Seattle has seen a surge in the share of youth “who say they cannot stop or control their anxiety, who feel so sad and hopeless they stop doing the activities they used to love, who are considering suicide,” or made plans to take their lives or attempted suicide, the suit said.
Outside Philadelphia, officials in Bucks County filed suit Tuesday against the social media companies, laying out a similar case. It’s not because they are against social media, said Commission Chair Bob Harvie — who points out the county itself has used TikTok — but rather that the algorithms that get teens to “keep looking, keep focusing, keep scrolling” take a toll on kids’ mental health.
“The way we look at it, it’s not unlike the way cigarette companies used to manipulate nicotine levels to make sure that people kept smoking,” Harvie said. “… Our number one priority is just to get the behavior of these companies to change.”
School districts are generally seeking that the conduct of social media companies be declared a public nuisance, that their practices change and that damages be paid to fund prevention, education and treatment for excessive and problematic use of social media.
The 109-page lawsuit on behalf of Bucks County highlights worsening mental health data, saying the problems have “advanced in lockstep with the growth of social media platforms deliberately designed to attract and addict youth to the platforms by amplifying harmful material, dosing users with dopamine hits, and thereby driving youth engagement and advertising revenue.”

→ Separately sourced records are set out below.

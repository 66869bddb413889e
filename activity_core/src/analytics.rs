use chrono::{DateTime, Datelike, Utc, Weekday};
use rust_decimal::prelude::ToPrimitive;
use rust_decimal::Decimal;
use serde::{Deserialize, Serialize};
use std::collections::{HashMap, HashSet};
use tracing::debug;

use crate::types::{Category, ClassifiedOperation};

/// How many contracts the summary ranks
const TOP_CONTRACTS: usize = 6;

const MAX_CONTRACT_NAME_CHARS: usize = 20;
const SHORTENED_CONTRACT_NAME_CHARS: usize = 15;

/// Display names for protocols users recognise by brand
const KNOWN_PROTOCOLS: &[(&str, &str, &str, CategoryGroup)] = &[
    ("game.hot.tg", "Hot Protocol", "🔥", CategoryGroup::Gaming),
    ("v2.ref-finance.near", "Ref Finance", "💱", CategoryGroup::Defi),
    ("harvest-moon.near", "Moon Protocol", "🌙", CategoryGroup::Gaming),
];

const WEEKDAYS: [Weekday; 7] = [
    Weekday::Mon,
    Weekday::Tue,
    Weekday::Wed,
    Weekday::Thu,
    Weekday::Fri,
    Weekday::Sat,
    Weekday::Sun,
];

#[derive(Debug, Clone, Copy, PartialEq, Eq, Hash, Serialize, Deserialize)]
#[serde(rename_all = "snake_case")]
pub enum CategoryGroup {
    Gaming,
    Defi,
    Transfers,
    Other,
}

impl CategoryGroup {
    pub fn of(category: Category) -> Self {
        match category {
            Category::Claim => CategoryGroup::Gaming,
            Category::Swap | Category::TokenIn | Category::TokenOut => CategoryGroup::Defi,
            Category::TransferIn | Category::TransferOut => CategoryGroup::Transfers,
            Category::ContractCall | Category::Hidden => CategoryGroup::Other,
        }
    }

    pub fn display_name(&self) -> &'static str {
        match self {
            CategoryGroup::Gaming => "Gaming",
            CategoryGroup::Defi => "DeFi",
            CategoryGroup::Transfers => "Transfers",
            CategoryGroup::Other => "Other",
        }
    }
}

#[derive(Debug, Clone, PartialEq, Serialize, Deserialize)]
pub struct CategoryBreakdown {
    pub group: CategoryGroup,
    pub count: usize,

    /// Share of all operations, rounded to a whole percent
    pub percent: u32,

    /// NEAR sent by operations in this group
    pub near_spent: Decimal,
}

#[derive(Debug, Clone, PartialEq, Serialize, Deserialize)]
pub struct ContractActivity {
    pub contract: String,
    pub display_name: String,
    pub icon: String,
    pub category: String,
    pub operations: usize,
    pub gas_fee: Decimal,
}

#[derive(Debug, Clone, PartialEq, Serialize, Deserialize)]
pub struct WeekdayActivity {
    pub weekday: String,
    pub operations: usize,
}

#[derive(Debug, Clone, PartialEq, Serialize, Deserialize)]
pub struct ActivitySummary {
    pub total_operations: usize,
    pub total_gas: Decimal,
    pub unique_contracts: usize,
    pub categories: Vec<CategoryBreakdown>,
    pub top_contracts: Vec<ContractActivity>,
    pub most_active_contract: Option<String>,

    /// Monday first, UTC
    pub weekday_activity: Vec<WeekdayActivity>,
}

struct ContractTally {
    operations: usize,
    gas_fee: Decimal,
    group: CategoryGroup,
}

/// Summarize a list of visible operations.
///
/// Contracts are counted once per operation they take part in; the system
/// account is never counted.
pub fn summarize(operations: &[ClassifiedOperation], system_account: &str) -> ActivitySummary {
    let total_operations = operations.len();
    let total_gas = operations.iter().map(|op| op.gas_fee).sum();

    let mut first_seen: Vec<&str> = Vec::new();
    let mut tallies: HashMap<&str, ContractTally> = HashMap::new();
    for operation in operations {
        let group = CategoryGroup::of(operation.category);
        let mut seen_here = HashSet::new();
        for contract in &operation.involved_contracts {
            if contract == system_account || !seen_here.insert(contract.as_str()) {
                continue;
            }
            let tally = tallies.entry(contract.as_str()).or_insert_with(|| {
                first_seen.push(contract.as_str());
                ContractTally {
                    operations: 0,
                    gas_fee: Decimal::ZERO,
                    group,
                }
            });
            tally.operations += 1;
            tally.gas_fee += operation.gas_fee;
            tally.group = group;
        }
    }

    let mut ranked: Vec<&str> = first_seen.clone();
    ranked.sort_by(|a, b| tallies[b].operations.cmp(&tallies[a].operations));
    let top_contracts: Vec<ContractActivity> = ranked
        .into_iter()
        .take(TOP_CONTRACTS)
        .map(|contract| contract_activity(contract, &tallies[contract]))
        .collect();
    let most_active_contract = top_contracts.first().map(|top| top.display_name.clone());

    debug!(
        "Summarized {} operations over {} contracts",
        total_operations,
        first_seen.len()
    );

    ActivitySummary {
        total_operations,
        total_gas,
        unique_contracts: first_seen.len(),
        categories: category_breakdown(operations),
        top_contracts,
        most_active_contract,
        weekday_activity: weekday_activity(operations),
    }
}

fn category_breakdown(operations: &[ClassifiedOperation]) -> Vec<CategoryBreakdown> {
    let total = operations.len();
    [
        CategoryGroup::Gaming,
        CategoryGroup::Defi,
        CategoryGroup::Transfers,
        CategoryGroup::Other,
    ]
    .into_iter()
    .filter_map(|group| {
        let members: Vec<&ClassifiedOperation> = operations
            .iter()
            .filter(|op| CategoryGroup::of(op.category) == group)
            .collect();
        // "other" is only listed when something falls into it
        if members.is_empty() && group == CategoryGroup::Other {
            return None;
        }
        Some(CategoryBreakdown {
            group,
            count: members.len(),
            percent: percent(members.len(), total),
            near_spent: members.iter().map(|op| op.net_sent).sum(),
        })
    })
    .collect()
}

fn percent(count: usize, total: usize) -> u32 {
    if total == 0 {
        return 0;
    }
    let share = Decimal::from(count as u64 * 100) / Decimal::from(total as u64);
    share.round().to_u32().unwrap_or(0)
}

fn contract_activity(contract: &str, tally: &ContractTally) -> ContractActivity {
    match KNOWN_PROTOCOLS.iter().find(|(known, ..)| *known == contract) {
        Some((_, name, icon, group)) => ContractActivity {
            contract: contract.to_string(),
            display_name: name.to_string(),
            icon: icon.to_string(),
            category: group.display_name().to_string(),
            operations: tally.operations,
            gas_fee: tally.gas_fee,
        },
        None => ContractActivity {
            contract: contract.to_string(),
            display_name: short_contract_name(contract),
            icon: "📝".to_string(),
            category: tally.group.display_name().to_string(),
            operations: tally.operations,
            gas_fee: tally.gas_fee,
        },
    }
}

fn short_contract_name(contract: &str) -> String {
    let first = contract.split('.').next().unwrap_or(contract);
    if first.chars().count() <= MAX_CONTRACT_NAME_CHARS {
        first.to_string()
    } else {
        let prefix: String = first.chars().take(SHORTENED_CONTRACT_NAME_CHARS).collect();
        format!("{}...", prefix)
    }
}

fn weekday_activity(operations: &[ClassifiedOperation]) -> Vec<WeekdayActivity> {
    let mut counts = [0usize; 7];
    for operation in operations {
        if let Some(weekday) = weekday_of(operation.timestamp_nanos) {
            counts[weekday.num_days_from_monday() as usize] += 1;
        }
    }

    WEEKDAYS
        .iter()
        .zip(counts)
        .map(|(weekday, operations)| WeekdayActivity {
            weekday: weekday.to_string(),
            operations,
        })
        .collect()
}

fn weekday_of(timestamp_nanos: u64) -> Option<Weekday> {
    if timestamp_nanos == 0 {
        return None;
    }
    let seconds = i64::try_from(timestamp_nanos / 1_000_000_000).ok()?;
    let nanos = (timestamp_nanos % 1_000_000_000) as u32;
    DateTime::<Utc>::from_timestamp(seconds, nanos).map(|moment| moment.weekday())
}
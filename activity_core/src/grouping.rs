use std::collections::HashMap;
use tracing::{debug, trace};

use crate::types::{RawTransactionRecord, TransactionGroup};

/// Partition records into groups by operation id.
///
/// Groups come out in first-seen order with members in input order.
/// System-to-system rows are dropped before grouping; rows with no operation
/// id cannot be grouped and are skipped.
pub fn build_groups(records: &[RawTransactionRecord], system_account: &str) -> Vec<TransactionGroup> {
    let mut positions: HashMap<&str, usize> = HashMap::new();
    let mut groups: Vec<TransactionGroup> = Vec::new();

    for record in records {
        if record.is_system_to_system(system_account) {
            trace!("Dropping system-to-system row in {}", record.operation_id);
            continue;
        }
        if record.operation_id.is_empty() {
            debug!("Skipping record without operation id ({} -> {})", record.from_account, record.to_account);
            continue;
        }

        match positions.get(record.operation_id.as_str()) {
            Some(&position) => push_member(&mut groups[position], record.clone(), system_account),
            None => {
                positions.insert(record.operation_id.as_str(), groups.len());
                let mut group = TransactionGroup {
                    operation_id: record.operation_id.clone(),
                    members: Vec::new(),
                    timestamp_nanos: record.timestamp_nanos,
                    involved_contracts: Vec::new(),
                    relevant: Vec::new(),
                };
                push_member(&mut group, record.clone(), system_account);
                groups.push(group);
            }
        }
    }

    debug!("Built {} groups from {} records", groups.len(), records.len());
    groups
}

fn push_member(group: &mut TransactionGroup, record: RawTransactionRecord, system_account: &str) {
    if !record.touches_system(system_account) {
        group.relevant.push(group.members.len());
        if !record.to_account.is_empty() && !group.involved_contracts.contains(&record.to_account) {
            group.involved_contracts.push(record.to_account.clone());
        }
    }
    group.members.push(record);
}
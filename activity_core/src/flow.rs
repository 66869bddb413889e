use rust_decimal::Decimal;
use serde::{Deserialize, Serialize};

use crate::amount::optional_yocto_to_near;
use crate::types::RawTransactionRecord;

/// Native NEAR moved by an account within one group
#[derive(Debug, Clone, Copy, Default, PartialEq, Eq, Serialize, Deserialize)]
pub struct NativeFlow {
    pub sent: Decimal,
    pub received: Decimal,
}

impl NativeFlow {
    pub fn total(&self) -> Decimal {
        self.sent + self.received
    }

    /// Absolute difference between what left and what arrived
    pub fn imbalance(&self) -> Decimal {
        (self.sent - self.received).abs()
    }
}

/// Sum deposits above `dust` where the account is a direct counterparty.
///
/// Runs over every member, system receipts included: refunds and other
/// internal receipts still carry real value.
pub fn accumulate(members: &[RawTransactionRecord], account: &str, dust: Decimal) -> NativeFlow {
    members.iter().fold(NativeFlow::default(), |mut flow, record| {
        let deposit = optional_yocto_to_near(record.deposit_yocto.as_ref());
        if deposit <= dust {
            return flow;
        }
        if record.from_account == account {
            flow.sent += deposit;
        }
        if record.to_account == account {
            flow.received += deposit;
        }
        flow
    })
}

#[cfg(test)]
mod tests {
    use super::*;
    use crate::types::RawAmount;
    use std::str::FromStr;

    fn record(from: &str, to: &str, deposit: Option<&str>) -> RawTransactionRecord {
        RawTransactionRecord {
            operation_id: "op".to_string(),
            timestamp_nanos: 1,
            from_account: from.to_string(),
            to_account: to.to_string(),
            deposit_yocto: deposit.map(RawAmount::parse),
            gas_fee_yocto: None,
            actions: vec![],
            events: vec![],
            receipt_outcome: None,
        }
    }

    fn dust() -> Decimal {
        Decimal::from_str("0.0001").unwrap()
    }

    #[test]
    fn test_sent_and_received_are_separate() {
        let members = vec![
            record("alice.near", "bob.near", Some("3000000000000000000000000")),
            record("carol.near", "alice.near", Some("1000000000000000000000000")),
            record("carol.near", "dave.near", Some("9000000000000000000000000")),
        ];
        let flow = accumulate(&members, "alice.near", dust());
        assert_eq!(flow.sent, Decimal::from(3));
        assert_eq!(flow.received, Decimal::from(1));
        assert_eq!(flow.total(), Decimal::from(4));
        assert_eq!(flow.imbalance(), Decimal::from(2));
    }

    #[test]
    fn test_dust_and_missing_deposits_ignored() {
        let members = vec![
            // 0.00125 NEAR storage deposit is above dust
            record("alice.near", "token.near", Some("1250000000000000000000")),
            // 0.00001 NEAR is dust
            record("alice.near", "token.near", Some("10000000000000000000")),
            record("alice.near", "token.near", None),
            record("alice.near", "token.near", Some("garbage")),
        ];
        let flow = accumulate(&members, "alice.near", dust());
        assert_eq!(flow.sent, Decimal::from_str("0.00125").unwrap());
        assert_eq!(flow.received, Decimal::ZERO);
    }

    #[test]
    fn test_system_refund_counts_as_received() {
        let members = vec![record("system", "alice.near", Some("500000000000000000000000"))];
        let flow = accumulate(&members, "alice.near", dust());
        assert_eq!(flow.received, Decimal::from_str("0.5").unwrap());
    }
}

Later, it says social apps “hijack a tween and teen compulsion – to connect – that can be even more powerful than hunger or greed.”
In northern New Jersey, the School District of the Chathams has invested increasing resources over the years to help students struggling with anxiety, depression and suicidal thoughts, said attorney Michael Innes, whose firm is representing the district in its litigation filed in mid February. The firm filed a similar action for another New Jersey school district, Irvington Public Schools, in early March.
“We’ve spoken to school districts that have made a decision between spending on mental health and spending on classroom education,” Innes said.
For Richard Weissbourd, a psychologist and senior lecturer at Harvard’s Graduate School of Education, the lawsuits may make a lot of sense but parents, coaches and others involved in teens’ lives need to become more effective in talking to adolescents about the benefits and hazards of social media.
One problem, Weissbourd said, is that many parents are preoccupied with their own devices. In recent research, he said, many teens reported that their primary caregiver was using a smartphone or computer at times when they wanted help or to be together.
Marisol Garcia, a staff therapist at the Family Institute at Northwestern University, said social media can be a powerful means of connection but the downsides are significant too. She was not surprised schools have begun filing lawsuits, saying they want to do what they think is good for their students’ mental and physical health.
The long-term ramifications of social media use — on attention span, social skills, mental health — are unclear, she said. The legal action, she said, “could be a positive thing.”